Situasi perpindahan guru sekolah swasta ke sekolah negeri setelah lulus seleksi Pegawai Pemerintah dengan Perjanjian Kerja (PPPK) dinilai sebagai hal lumrah dan wajar. Hal tersebut merupakan bagian awal dari proses perbaikan kualitas pendidikan nasional sekaligus memastikan jaminan kesejahteraan seorang guru dengan ukuran mutu dan kompetensi yang tepat.
Pengamat Pendidikan Universitas Paramadina Totok Amin Soefijanto menuturkan sejak awal rekrutmen ini memiliki tujuan terkait kuantitas dan kualitas pendidikan. Dari sisi kuantitas, rekrutmen PPPK bertujuan menambah jumlah guru agar sesuai kebutuhan. Adapun dari sisi kualitas seleksi ini untuk meningkatkan mutu pendidikan sekaligus kesejahteraan guru agar lebih terjamin.
Menurut dia, secara tidak langsung hasil tes tersebut menyimpulkan bahwa selama ini guru honorer sekolah swasta banyak yang memiliki kompetensi dan kualitas lebih baik. “Seleksi guru honorer atau siapa pun yang ingin menjadi guru dengan status PPPK menunjukkan bahwa ukurannya adalah mutu atau kompetensi dari guru tersebut,” ujar Totok, Senin (17/1/2022).
Selama ini kesejahteraan guru di sekolah swasta yang belum modern kerap kurang memadai. Contohnya, upah guru sekolah swasta dihitung berdasarkan jam mereka mengajar saja. Akibatnya, guru swasta tidak akan mendapatkan upah saat mereka melakukan pelatihan untuk meningkatkan kapasitas karena dinilai berada di luar jam kerja. Itulah salah satu penyebab guru sekolah swasta kesulitan.
Dia juga sepakat rekrutmen pegawai untuk profesi guru di mana pun harus mengutamakan mutu sesuai standar seleksi dan bukan hanya masa kerja saja. Selain itu, perlu pemetaan baik di sekolah negeri maupun swasta yang melibatkan pemerintah pusat dan daerah untuk mengetahui kompetensi guru sehingga kebijakan dari proses rekrutmen bisa lebih tepat.

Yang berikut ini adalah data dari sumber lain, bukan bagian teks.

use chrono::{DateTime, Duration, Utc};

pub const DEFAULT_MAX_REQUESTS: u32 = 3;
pub const DEFAULT_WINDOW_SECS: i64 = 60;

/// Sliding-window cap on how many friend requests one sender may create
#[derive(Debug, Clone, Copy, PartialEq, Eq)]
pub struct RateLimitPolicy {
    pub max_requests: u32,
    pub window: Duration,
}

impl RateLimitPolicy {
    pub fn new(max_requests: u32, window: Duration) -> Self {
        Self {
            max_requests,
            window,
        }
    }

    /// Inclusive lower bound of the window ending at `now`
    pub fn window_start(&self, now: DateTime<Utc>) -> DateTime<Utc> {
        now - self.window
    }

    pub fn is_exceeded(&self, sent_in_window: u32) -> bool {
        sent_in_window >= self.max_requests
    }
}

impl Default for RateLimitPolicy {
    fn default() -> Self {
        Self::new(DEFAULT_MAX_REQUESTS, Duration::seconds(DEFAULT_WINDOW_SECS))
    }
}
use argh::FromArgs;
use serde::de::DeserializeOwned;
use std::path::PathBuf;
use std::sync::{
    atomic::{AtomicBool, Ordering},
    Arc,
};
use std::time::{Duration, Instant};

use pano::image::Image;
use pano::io::functional::{read_image_any_rgb8, write_image};
use pano::io::IoError;
use pano::stitching::{
    StageTimings, StitchContext, StitchError, StitchReport, Stitcher, StitcherConfig,
};

/// Stitch overlapping photos taken from a single viewpoint into a panorama.
#[derive(FromArgs)]
struct Args {
    /// input images, in capture order
    #[argh(positional)]
    images: Vec<PathBuf>,

    /// path of the resulting panorama (jpg or png)
    #[argh(option, short = 'o', default = "PathBuf::from(\"result.jpg\")")]
    output: PathBuf,

    /// json file with the stitcher configuration
    #[argh(option)]
    config: Option<PathBuf>,

    /// projection surface: spherical or cylindrical
    #[argh(option)]
    surface: Option<String>,

    /// seam finder: graph_cut or voronoi
    #[argh(option)]
    seam: Option<String>,

    /// blender: multi_band or feather
    #[argh(option)]
    blender: Option<String>,

    /// number of bands of the multi-band blender
    #[argh(option)]
    bands: Option<usize>,

    /// abort the run after this many seconds
    #[argh(option)]
    timeout_secs: Option<u64>,
}

/// Parses a configuration enum from its snake case name.
fn parse_kind<T: DeserializeOwned>(name: &str) -> Result<T, Box<dyn std::error::Error>> {
    serde_json::from_value(serde_json::Value::String(name.to_string()))
        .map_err(|e| format!("invalid option value {name:?}: {e}").into())
}

fn load_config(args: &Args) -> Result<StitcherConfig, Box<dyn std::error::Error>> {
    let mut config = match &args.config {
        Some(path) => serde_json::from_str(&std::fs::read_to_string(path)?)?,
        None => StitcherConfig::default(),
    };

    if let Some(surface) = &args.surface {
        config.warper.surface = parse_kind(surface)?;
    }
    if let Some(seam) = &args.seam {
        config.seam.finder = parse_kind(seam)?;
    }
    if let Some(blender) = &args.blender {
        config.blender.kind = parse_kind(blender)?;
    }
    if let Some(bands) = args.bands {
        config.blender.num_bands = bands;
    }

    Ok(config)
}

/// Images decoded from the command line paths.
struct Inputs {
    /// Paths of the decoded images, in input order.
    paths: Vec<PathBuf>,
    images: Vec<Image<u8, 3>>,
    /// Paths that could not be decoded.
    unreadable: Vec<(PathBuf, IoError)>,
}

impl Inputs {
    fn read(paths: &[PathBuf]) -> Self {
        let mut inputs = Inputs {
            paths: Vec::with_capacity(paths.len()),
            images: Vec::with_capacity(paths.len()),
            unreadable: Vec::new(),
        };
        for path in paths {
            match read_image_any_rgb8(path) {
                Ok(image) => {
                    inputs.paths.push(path.clone());
                    inputs.images.push(image);
                }
                Err(e) => {
                    log::warn!("Can't read {}: {e}", path.display());
                    inputs.unreadable.push((path.clone(), e));
                }
            }
        }
        inputs
    }

    /// Fails like the stitcher when fewer than two images are usable.
    fn check_count(&self) -> Result<(), StitchError> {
        if self.images.len() < 2 {
            return Err(StitchError::InsufficientImages {
                usable: self.images.len(),
            });
        }
        Ok(())
    }

    fn print_unreadable(&self) {
        for (path, e) in &self.unreadable {
            println!("Skipping {}: {e}", path.display());
        }
    }
}

fn print_report(report: &StitchReport, images: &[PathBuf]) {
    for (index, reason) in &report.dropped {
        println!("Skipping {}: {reason}", images[*index].display());
    }
    if !report.used.is_empty() {
        let used = report
            .used
            .iter()
            .map(|i| images[*i].display().to_string())
            .collect::<Vec<_>>();
        println!("Used images: {}", used.join(", "));
    }
}

fn print_timings(timings: &StageTimings) {
    let secs = |d: Duration| d.as_secs_f64();
    println!("Finding features, time: {:.3} sec", secs(timings.features));
    println!(
        "Registering images, time: {:.3} sec (matching: {:.3} sec, adjusting: {:.3} sec)",
        secs(timings.registration),
        secs(timings.matching),
        secs(timings.adjusting)
    );
    println!(
        "Composing, time: {:.3} sec (seam search: {:.3} sec, blending: {:.3} sec)",
        secs(timings.composing),
        secs(timings.seam_search),
        secs(timings.blending)
    );
    println!("Total time: {:.3} sec", secs(timings.total));
}

fn main() -> Result<(), Box<dyn std::error::Error>> {
    env_logger::Builder::from_env(env_logger::Env::default().default_filter_or("info")).init();

    let args: Args = argh::from_env();
    let config = load_config(&args)?;

    // unreadable files are skipped, the rest keeps its order
    let inputs = Inputs::read(&args.images);
    inputs.print_unreadable();
    inputs.check_count()?;

    let cancel_token = Arc::new(AtomicBool::new(false));
    ctrlc::set_handler({
        let cancel_token = cancel_token.clone();
        move || {
            println!("Received Ctrl-C signal. Cancelling the stitching !!");
            cancel_token.store(true, Ordering::SeqCst);
        }
    })?;

    let stitcher = Stitcher::new(config);
    let mut timings = StageTimings::default();
    let mut ctx = StitchContext::new()
        .with_telemetry(&mut timings)
        .with_cancel_flag(cancel_token);
    if let Some(secs) = args.timeout_secs {
        ctx = ctx.with_deadline(Instant::now() + Duration::from_secs(secs));
    }

    let result = stitcher.stitch(&inputs.images, &mut ctx);
    drop(ctx);

    let output = match result {
        Ok(output) => output,
        Err(failure) => {
            print_report(&failure.report, &inputs.paths);
            print_timings(&timings);
            return Err(failure.error.into());
        }
    };

    print_report(&output.report, &inputs.paths);

    let size = output.panorama.image.size();
    log::info!(
        "Panorama {}x{} at scale {:.1}",
        size.width,
        size.height,
        output.panorama_scale
    );
    write_image(&args.output, &output.panorama.image)?;

    print_timings(&timings);
    println!("Done");

    Ok(())
}
/// An error type for the io module.
#[derive(thiserror::Error, Debug)]
pub enum IoError {
    /// Error when the file does not exist.
    #[error("File does not exist: {}", .0.display())]
    FileDoesNotExist(std::path::PathBuf),

    /// Invalid file extension.
    #[error("File does not have a supported extension: {}", .0.display())]
    InvalidFileExtension(std::path::PathBuf),

    /// Error to open or write the file.
    #[error("Failed to manipulate the file. {0}")]
    FileError(#[from] std::io::Error),

    /// Error to create the image.
    #[error("Failed to create image. {0}")]
    ImageCreationError(#[from] pano_image::ImageError),

    /// Error to decode or encode the image.
    #[error("Failed to decode the image. {0}")]
    ImageDecodeError(#[from] image::ImageError),

    /// The image is too large for the encoder.
    #[error("Image of {0}x{1} pixels cannot be encoded")]
    ImageTooLarge(usize, usize),
}
//! Factor trait for factor graph optimization
//!
//! Factors represent constraints or measurements in a factor graph. Each factor
//! computes a residual (error) and optionally a Jacobian with respect to the
//! connected variables.

use thiserror::Error;

use super::variable::{ParamError, VariableType};

/// Errors raised while evaluating a factor.
#[derive(Debug, Error)]
pub enum FactorError {
    /// Invalid dimension mismatch
    #[error("Dimension mismatch: expected {expected}, got {actual}")]
    DimensionMismatch {
        /// Expected dimension.
        expected: usize,
        /// Actual dimension.
        actual: usize,
    },

    /// A parameter block could not be perturbed.
    #[error(transparent)]
    Param(#[from] ParamError),

    /// Numerical instability detected
    #[error("Numerical instability: {0}")]
    NumericalInstability(String),
}

/// Result type for factor operations
pub type FactorResult<T> = Result<T, FactorError>;

/// Output of factor linearization
#[derive(Debug, Clone)]
pub struct LinearizationResult {
    /// Residual vector (error)
    pub residual: Vec<f64>,
    /// Jacobian matrix (row-major, flattened)
    /// Shape: (residual_dim, total_local_dim)
    pub jacobian: Option<Vec<f64>>,
    /// Total local dimension (number of Jacobian columns)
    pub total_local_dim: usize,
}

impl LinearizationResult {
    /// Create a new linearization result
    pub fn new(residual: Vec<f64>, jacobian: Option<Vec<f64>>, total_local_dim: usize) -> Self {
        Self {
            residual,
            jacobian,
            total_local_dim,
        }
    }

    /// Get the residual dimension
    pub fn residual_dim(&self) -> usize {
        self.residual.len()
    }

    /// Get a specific Jacobian element (row-major order)
    pub fn jacobian_element(&self, row: usize, col: usize) -> Option<f64> {
        self.jacobian
            .as_ref()
            .map(|j| j[row * self.total_local_dim + col])
    }
}

/// Trait for factor (constraint) implementations in factor graph optimization.
///
/// A factor computes the residual and Jacobian for the current variable values,
/// which are used by the optimizer to minimize the total cost.
///
/// Factors must be `Send + Sync` so that they can be linearized in parallel.
pub trait Factor: Send + Sync {
    /// Compute the residual and optionally the Jacobian at the given parameter values.
    ///
    /// # Arguments
    ///
    /// * `params` - Slice of variable values (one slice per connected variable, global storage)
    /// * `compute_jacobian` - Whether to compute the Jacobian matrix
    ///
    /// # Returns
    ///
    /// `LinearizationResult` with an N-dimensional residual and, if requested, the
    /// N × M row-major Jacobian where M is the total local DOF of all variables.
    fn linearize(
        &self,
        params: &[&[f64]],
        compute_jacobian: bool,
    ) -> FactorResult<LinearizationResult>;

    /// Get the dimension of the residual vector.
    fn residual_dim(&self) -> usize;

    /// Get the number of variables this factor connects.
    fn num_variables(&self) -> usize;

    /// Get the local (tangent) dimension of a specific connected variable.
    fn variable_local_dim(&self, idx: usize) -> usize;

    /// Get the total local (tangent) dimension of all connected variables.
    fn total_local_dim(&self) -> usize {
        (0..self.num_variables())
            .map(|i| self.variable_local_dim(i))
            .sum()
    }
}

/// Central difference Jacobian of a residual function over manifold variables.
///
/// Each local coordinate of each variable is perturbed by `±step` through
/// [`VariableType::plus`], so rotations are differentiated in their tangent space.
///
/// # Returns
///
/// The row-major Jacobian with `residual_dim` rows and the summed local dimensions as columns.
pub fn numeric_jacobian<F>(
    var_types: &[VariableType],
    params: &[&[f64]],
    residual_dim: usize,
    step: f64,
    residual: F,
) -> FactorResult<Vec<f64>>
where
    F: Fn(&[&[f64]]) -> FactorResult<Vec<f64>>,
{
    if var_types.len() != params.len() {
        return Err(FactorError::DimensionMismatch {
            expected: var_types.len(),
            actual: params.len(),
        });
    }

    let total_local: usize = var_types.iter().map(|t| t.local_dim()).sum();
    let mut jac = vec![0.0f64; residual_dim * total_local];
    let mut perturbed: Vec<Vec<f64>> = params.iter().map(|p| p.to_vec()).collect();

    let mut col = 0;
    for (v, var_type) in var_types.iter().enumerate() {
        let local = var_type.local_dim();
        for k in 0..local {
            let mut delta = vec![0.0f64; local];

            delta[k] = step;
            var_type.plus(params[v], &delta, &mut perturbed[v])?;
            let plus = {
                let views: Vec<&[f64]> = perturbed.iter().map(|p| p.as_slice()).collect();
                residual(&views)?
            };

            delta[k] = -step;
            var_type.plus(params[v], &delta, &mut perturbed[v])?;
            let minus = {
                let views: Vec<&[f64]> = perturbed.iter().map(|p| p.as_slice()).collect();
                residual(&views)?
            };

            perturbed[v].copy_from_slice(params[v]);

            if plus.len() != residual_dim || minus.len() != residual_dim {
                return Err(FactorError::DimensionMismatch {
                    expected: residual_dim,
                    actual: plus.len(),
                });
            }
            for r in 0..residual_dim {
                jac[r * total_local + col] = (plus[r] - minus[r]) / (2.0 * step);
            }
            col += 1;
        }
    }

    Ok(jac)
}

/// A simple prior factor that penalizes deviation from a target value.
///
/// Residual: r = x - target
#[derive(Debug, Clone)]
pub struct PriorFactor {
    /// Target value
    pub target: Vec<f64>,
}

impl PriorFactor {
    /// Create a new prior factor
    pub fn new(target: Vec<f64>) -> Self {
        Self { target }
    }
}

impl Factor for PriorFactor {
    fn linearize(
        &self,
        params: &[&[f64]],
        compute_jacobian: bool,
    ) -> FactorResult<LinearizationResult> {
        if params.len() != 1 {
            return Err(FactorError::DimensionMismatch {
                expected: 1,
                actual: params.len(),
            });
        }

        let x = params[0];
        if x.len() != self.target.len() {
            return Err(FactorError::DimensionMismatch {
                expected: self.target.len(),
                actual: x.len(),
            });
        }

        let residual: Vec<f64> = x.iter().zip(&self.target).map(|(xi, ti)| xi - ti).collect();

        // identity jacobian
        let jacobian = compute_jacobian.then(|| {
            let n = x.len();
            let mut jac = vec![0.0f64; n * n];
            for i in 0..n {
                jac[i * n + i] = 1.0;
            }
            jac
        });

        Ok(LinearizationResult::new(residual, jacobian, x.len()))
    }

    fn residual_dim(&self) -> usize {
        self.target.len()
    }

    fn num_variables(&self) -> usize {
        1
    }

    fn variable_local_dim(&self, _idx: usize) -> usize {
        self.target.len()
    }
}
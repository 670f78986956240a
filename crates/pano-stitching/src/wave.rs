use glam::{DMat3, DVec3};

use pano_algebra::linalg::symmetric_eigen3;

use crate::camera::CameraParams;
use crate::config::WaveCorrection;

/// Rotate the whole rig so the panorama does not wave.
///
/// For a horizontal sweep the camera x axes lie close to a common plane; its normal becomes
/// the panorama vertical axis. A vertical sweep uses the dominant x direction instead. The
/// forward axis follows the mean viewing direction. Leaves the cameras untouched when the
/// sweep is degenerate.
pub fn wave_correct(cameras: &mut [CameraParams], kind: WaveCorrection) {
    if kind == WaveCorrection::None || cameras.is_empty() {
        return;
    }

    let mut moment = DMat3::ZERO;
    for cam in cameras.iter() {
        let x = cam.rotation.x_axis;
        moment += DMat3::from_cols(x * x.x, x * x.y, x * x.z);
    }
    // eigenvalues ascending, eigenvectors as columns
    let (_, vectors) = symmetric_eigen3(&moment);
    let mut vertical = match kind {
        WaveCorrection::Vertical => vectors.z_axis,
        _ => vectors.x_axis,
    };

    let forward_sum = cameras
        .iter()
        .fold(DVec3::ZERO, |acc, cam| acc + cam.rotation.z_axis);
    let mut right = vertical.cross(forward_sum);
    let norm = right.length();
    if !norm.is_finite() || norm <= f64::MIN_POSITIVE {
        log::debug!("Wave correction skipped, degenerate camera layout");
        return;
    }
    right /= norm;

    let alignment: f64 = match kind {
        WaveCorrection::Vertical => -cameras
            .iter()
            .map(|c| vertical.dot(c.rotation.x_axis))
            .sum::<f64>(),
        _ => cameras.iter().map(|c| right.dot(c.rotation.x_axis)).sum(),
    };
    if alignment < 0.0 {
        right = -right;
        vertical = -vertical;
    }
    let forward = right.cross(vertical);

    // rows are the new panorama axes expressed in the old frame
    let correction = DMat3::from_cols(right, vertical, forward).transpose();
    for cam in cameras.iter_mut() {
        cam.rotation = correction * cam.rotation;
    }
}

#[cfg(test)]
mod tests {
    use super::*;
    use approx::assert_relative_eq;
    use pano_algebra::SO3F64;

    #[test]
    fn test_tilted_sweep_is_straightened() {
        let tilt = SO3F64::exp(DVec3::new(0.15, 0.0, 0.1)).matrix();
        let mut cameras: Vec<CameraParams> = (0..4)
            .map(|i| {
                let yaw = SO3F64::exp(DVec3::new(0.0, 0.3 * i as f64 - 0.45, 0.0)).matrix();
                CameraParams::new(400.0, 320, 240, tilt * yaw)
            })
            .collect();

        wave_correct(&mut cameras, WaveCorrection::Horizontal);

        for cam in &cameras {
            // every camera x axis is horizontal again
            assert_relative_eq!(cam.rotation.x_axis.y, 0.0, epsilon = 1e-9);
            let det = cam.rotation.determinant();
            assert_relative_eq!(det, 1.0, epsilon = 1e-9);
        }
        // relative rotations are preserved
        let rel = cameras[0].rotation.transpose() * cameras[3].rotation;
        let expected = SO3F64::exp(DVec3::new(0.0, 0.9, 0.0)).matrix();
        for (a, b) in rel.to_cols_array().iter().zip(expected.to_cols_array().iter()) {
            assert_relative_eq!(a, b, epsilon = 1e-9);
        }
        // the sweep keeps its left to right order
        let first = cameras[0].rotation.z_axis;
        let last = cameras[3].rotation.z_axis;
        assert!(first.x.atan2(first.z) < last.x.atan2(last.z));
    }

    #[test]
    fn test_none_is_noop() {
        let r = SO3F64::exp(DVec3::new(0.3, 0.1, 0.0)).matrix();
        let mut cameras = vec![CameraParams::new(400.0, 320, 240, r)];
        wave_correct(&mut cameras, WaveCorrection::None);
        assert_eq!(cameras[0].rotation, r);
    }
}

Seleksi guru PPPK harus menjadi momentum meningkatkan mutu guru. Negara tidak semestinya membayar guru yang sebenarnya tidak kompeten karena akan berbahaya bagi masa depan anak dan bangsa Indonesia.
“Saya setuju semuanya harus diseleksi sehingga tidak bisa hanya masa kerja diterima terus diangkat menjadi PPPK. Kalau memang tidak kompeten menjadi guru lebih baik mencari profesi lain,” kata Totok.
Namun, dia menyarankan pemerintah dan pihak terkait mencarikan solusi agar tidak terjadi gangguan proses pendidikan di sekolah swasta akibat seleksi PPPK yang dilakukan serentak. Di luar itu, perlu juga perubahan paradigma untuk mendorong pemerintah memerhatikan sekolah swasta yang dikelola yayasan untuk bisa bersama memecahkan masalah pendidikan nasional.
Sebelumnya, Pelaksana tugas Asisten Deputi Perencanaan dan Pengadaan SDM Aparatur Kementerian Pendayagunaan Aparatur Negara dan Reformasi Birokrasi (KemenPAN-RB) Katmoko Ari Sambodo mengatakan, saat ini pemerintah baru menyelesaikan Tahap 2 dari 3 tahap seleksi PPPK guru. Seleksi Tahap 3 rencananya bisa diikuti para guru yang belum lulus seleksi Tahap 1 dan 2.
“Pesertanya antara lain guru honorer negeri yang tidak lulus tes Tahap 1 dan 2, guru swasta dan lulusan pendidikan profesi guru yang tidak lulus Tahap 2 ditambah guru honorer negeri maupun peserta yang tidak punya formasi di daerahnya,” ujar Katmoko.
Seleksi PPPK guru Tahap 3 juga memiliki jangkauan lebih luas dan formasi yang tersedia cukup banyak. Dengan demikian, peluang guru honorer untuk masuk akan lebih besar.